March 12, 2020 Corona/Covid-19

The outbreak of the coronavirus disease 2019 (“Covid-19”) is having large impacts on people and business. There may also be legal consequences of Covid-19 and Vinge has received many questions from clients regarding the possibility of invoking force majeure or other contractual objections as a result of the outbreak of Covid-19. We have therefore produced this general article to provide information in this regard. The information below is of a general nature and neither can nor should be construed as a substitute for legal advice in relation to an individual matter.

In summary:
• It cannot be ruled out that epidemics, such as Covid-19, could under certain circumstances be considered as a force majeure event.

• Under Swedish law there may be additional grounds to invoke in the absence of a force majeure clause or when a force majeure clause in the relevant agreement cannot be invoked.

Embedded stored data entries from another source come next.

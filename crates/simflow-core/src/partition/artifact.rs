//! The per-simulation partition table handed to event building.

use std::collections::BTreeMap;
use std::fs;
use std::path::Path;

use serde::{Deserialize, Serialize};

use crate::error::Result;
use crate::obs;
use crate::persist::{to_pretty_json, write_json_atomic};

use super::{partition, PartitionEntry, RunMetadataSource};

pub const PARTITION_SCHEMA_VERSION: u32 = 1;

/// Persisted partition of one simulation id.
///
/// Written once per simulation id. Recomputing with the same inputs yields a
/// byte-identical file; a rewrite replaces the previous table entirely.
#[derive(Debug, Clone, PartialEq, Serialize, Deserialize)]
pub struct PartitionTable {
    pub schema_version: u32,
    pub simid: String,
    pub total_events: u64,
    pub runs: BTreeMap<String, PartitionEntry>,
}

impl PartitionTable {
    pub fn compute<S, R>(
        simid: impl Into<String>,
        total_events: u64,
        runs: &[R],
        source: &S,
    ) -> Result<Self>
    where
        S: RunMetadataSource + ?Sized,
        R: AsRef<str>,
    {
        let simid = simid.into();
        let runs = partition(total_events, runs, source)?;
        obs::emit_partition_computed(&simid, runs.len(), total_events);
        Ok(Self {
            schema_version: PARTITION_SCHEMA_VERSION,
            simid,
            total_events,
            runs,
        })
    }

    pub fn to_json(&self) -> Result<String> {
        to_pretty_json(self)
    }

    pub fn write(&self, path: &Path) -> Result<()> {
        write_json_atomic(path, self)?;
        obs::emit_partition_written(&self.simid, path);
        Ok(())
    }

    pub fn read(path: &Path) -> Result<Self> {
        Ok(serde_json::from_str(&fs::read_to_string(path)?)?)
    }

    /// Sum of allocated events over all runs.
    pub fn allocated(&self) -> u64 {
        self.runs.values().map(|e| e.events).sum()
    }
}
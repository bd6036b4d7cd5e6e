//! Tabletop dice.

use std::num::NonZeroU64;

use crate::{Error, Result, SplitMix64};

/// A kind of die.
#[derive(Debug, Clone, Copy, PartialEq, Eq, Hash)]
pub enum Die {
    /// Four faces, `1..=4`.
    D4,
    /// Six faces, `1..=6`.
    D6,
    /// Eight faces, `1..=8`.
    D8,
    /// Ten faces, `0..=9`.
    D10,
    /// Twelve faces, `1..=12`.
    D12,
    /// Twenty faces, `1..=20`.
    D20,
    /// The percentile die: ten faces, `00, 10, ..., 90`.
    D100,
}

impl Die {
    /// Every kind of die, in increasing number of sides.
    pub const ALL: [Self; 7] = [
        Self::D4,
        Self::D6,
        Self::D8,
        Self::D10,
        Self::D12,
        Self::D20,
        Self::D100,
    ];

    /// Returns the die with the provided number of sides.
    ///
    /// # Errors
    ///
    /// Returns [`Error::UnknownDie`] when no die has `sides` sides.
    pub fn from_sides(sides: u64) -> Result<Self> {
        Self::ALL
            .into_iter()
            .find(|die| die.sides() == sides)
            .ok_or(Error::UnknownDie(sides))
    }

    /// The nominal number of sides of the die.
    pub const fn sides(self) -> u64 {
        match self {
            Self::D4 => 4,
            Self::D6 => 6,
            Self::D8 => 8,
            Self::D10 => 10,
            Self::D12 => 12,
            Self::D20 => 20,
            Self::D100 => 100,
        }
    }

    /// The smallest value the die can show.
    pub const fn min(self) -> u64 {
        match self {
            Self::D10 | Self::D100 => 0,
            _ => 1,
        }
    }

    /// The largest value the die can show.
    pub const fn max(self) -> u64 {
        match self {
            Self::D10 => 9,
            Self::D100 => 90,
            other => other.sides(),
        }
    }

    /// The number of distinct faces.
    const fn faces(self) -> NonZeroU64 {
        let faces = match self {
            Self::D10 | Self::D100 => 10,
            other => other.sides(),
        };

        match NonZeroU64::new(faces) {
            Some(faces) => faces,
            None => panic!("a die has no faces"),
        }
    }

    /// Rolls the die once.
    fn roll(self, rng: &mut SplitMix64) -> u64 {
        let face = rng.bounded(self.faces());

        match self {
            Self::D10 => face,
            Self::D100 => face * 10,
            _ => face + 1,
        }
    }
}

/// The outcome of [`SplitMix64::roll_dice`].
#[derive(Debug, Clone, PartialEq, Eq)]
pub struct DiceRoll {
    /// The value shown by each die, in the order they were rolled.
    pub rolls: Vec<u64>,
    /// The sum of all [`rolls`](DiceRoll::rolls).
    pub total: u64,
}

impl SplitMix64 {
    /// Rolls `count` dice of the same kind.
    ///
    /// Consumes exactly one draw per die.
    ///
    /// # Errors
    ///
    /// Returns [`Error::NoDice`] when `count` is zero.
    pub fn roll_dice(&mut self, count: usize, die: Die) -> Result<DiceRoll> {
        if count == 0 {
            return Err(Error::NoDice);
        }

        let rolls: Vec<u64> = (0..count).map(|_| die.roll(self)).collect();
        let total = rolls.iter().sum();

        Ok(DiceRoll { rolls, total })
    }
}

#[cfg(test)]
mod tests {
    use super::*;

    #[test]
    fn values_stay_on_the_faces() {
        let mut rng = SplitMix64::new(6);
        for die in Die::ALL {
            let roll = rng.roll_dice(1000, die).unwrap();
            assert_eq!(roll.rolls.len(), 1000);
            assert_eq!(roll.total, roll.rolls.iter().sum::<u64>());
            for &value in &roll.rolls {
                assert!(
                    (die.min()..=die.max()).contains(&value),
                    "{die:?} showed {value}"
                );
            }
            assert!(roll.rolls.contains(&die.min()));
            assert!(roll.rolls.contains(&die.max()));
        }
    }

    #[test]
    fn percentile_die_shows_tens() {
        let mut rng = SplitMix64::new(100);
        let roll = rng.roll_dice(100, Die::D100).unwrap();
        assert!(roll.rolls.iter().all(|v| v % 10 == 0));
    }

    #[test]
    fn one_draw_per_die() {
        let mut a = SplitMix64::new(13);
        let mut b = SplitMix64::new(13);
        let roll = a.roll_dice(5, Die::D6).unwrap();
        for value in roll.rolls {
            assert_eq!(value, b.random_range(6).unwrap() + 1);
        }
        assert_eq!(a, b);
    }

    #[test]
    fn no_dice() {
        let mut rng = SplitMix64::new(2);
        assert_eq!(rng.roll_dice(0, Die::D20), Err(Error::NoDice));
        assert_eq!(rng.state(), 2);
    }

    #[test]
    fn from_sides() {
        for die in Die::ALL {
            assert_eq!(Die::from_sides(die.sides()), Ok(die));
        }
        assert_eq!(Die::from_sides(7), Err(Error::UnknownDie(7)));
        assert_eq!(Die::from_sides(0), Err(Error::UnknownDie(0)));
    }
}
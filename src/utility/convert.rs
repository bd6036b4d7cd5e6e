/// `2^-53`, the spacing of `f64` values in `[0.5, 1.0)`.
const F64_UNIT: f64 = 1.0 / (1u64 << 53) as f64;

/// `2^-24`, the spacing of `f32` values in `[0.5, 1.0)`.
const F32_UNIT: f32 = 1.0 / (1u32 << 24) as f32;

/// Converts a `u64` value into a `f64` value in the range `[0.0, 1.0)`.
///
/// Only the 53 most significant bits of `x` are used. Every one of them fits in the mantissa,
/// so no rounding happens and the result can never reach `1.0`.
#[inline]
pub fn f64_from_u64_01(x: u64) -> f64 {
    (x >> 11) as f64 * F64_UNIT
}

/// Converts a `u32` value into a `f32` value in the range `[0.0, 1.0)`.
///
/// Only the 24 most significant bits of `x` are used.
#[inline]
pub fn f32_from_u32_01(x: u32) -> f32 {
    (x >> 8) as f32 * F32_UNIT
}

#[cfg(test)]
mod tests {
    use super::*;

    #[test]
    fn bounds() {
        assert_eq!(f64_from_u64_01(0), 0.0);
        assert!(f64_from_u64_01(u64::MAX) < 1.0);
        assert_eq!(f64_from_u64_01(u64::MAX), 1.0 - F64_UNIT);

        assert_eq!(f32_from_u32_01(0), 0.0);
        assert!(f32_from_u32_01(u32::MAX) < 1.0);
    }

    #[test]
    fn low_bits_are_ignored() {
        assert_eq!(f64_from_u64_01(1 << 11), F64_UNIT);
        assert_eq!(f64_from_u64_01((1 << 11) - 1), 0.0);
    }
}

• To summarise, an overall assessment needs to be made on a case-by-case basis considering all relevant circumstances at hand.

Force majeure provisions

It is relatively common to include force majeure clauses in commercial agreements governed by Swedish law. Such clauses may be of a general nature, referring to circumstances beyond the relevant party’s control, without providing any examples of such events, or they can be more detailed and include references to specific events, such as war, strikes, natural disasters, lock-outs, blockades or other similar circumstances over which such party had no control. Occasionally, force majeure clauses include an explicit reference to epidemics or pandemics. The invoking party may, depending on the wording of the force majeure clause and other relevant circumstances, be exempted from performance under an agreement.

In order to assess whether a certain event, such as the Covid-19 outbreak and the consequences thereof, would trigger a force majeure provision in a contract, all relevant circumstances at hand will need to be considered. It is, inter alia, relevant to consider the wording of the force majeure clause, applicable law, the specific reason for disruption or inability to perform, such as decisions taken by an authority as a result of the Covid-19 outbreak, infected employees or issues relating to suppliers or sub-suppliers and whether it is possible to find any alternative solutions or to mitigate the negative impacts of the Covid-19 outbreak in any other way.

It is important to note that many force majeure clauses require parties to give prompt notice of any force majeure event, and there are often ongoing obligations of notice and co-operation for as long as any force majeure event continues. The party invoking force majeure generally needs to comply fully with any such obligations.

Parties that are currently drafting force majeure clauses should consider including express provision for the possible consequences of the Covid-19 outbreak. One suggestion in this respect is to consider not only to force majeure under the governing law of the contract, but also force majeure under any other applicable local law, such as the law of the place of performance. It is relevant to note in this regard that some countries, notably China, have implemented specific force majeure certificates and other legislative measures.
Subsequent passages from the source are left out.